Dataset entries:
pub mod clock;
pub mod jwt;
pub mod password;
pub mod pkce;
pub mod secret;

* **PROBLEM TO SOLVE**
Output all of the records above exactly as they appear.

* **FINAL ANSWER**
pub mod clock;
pub mod jwt;
pub mod password;
pub mod pkce;
pub mod secret;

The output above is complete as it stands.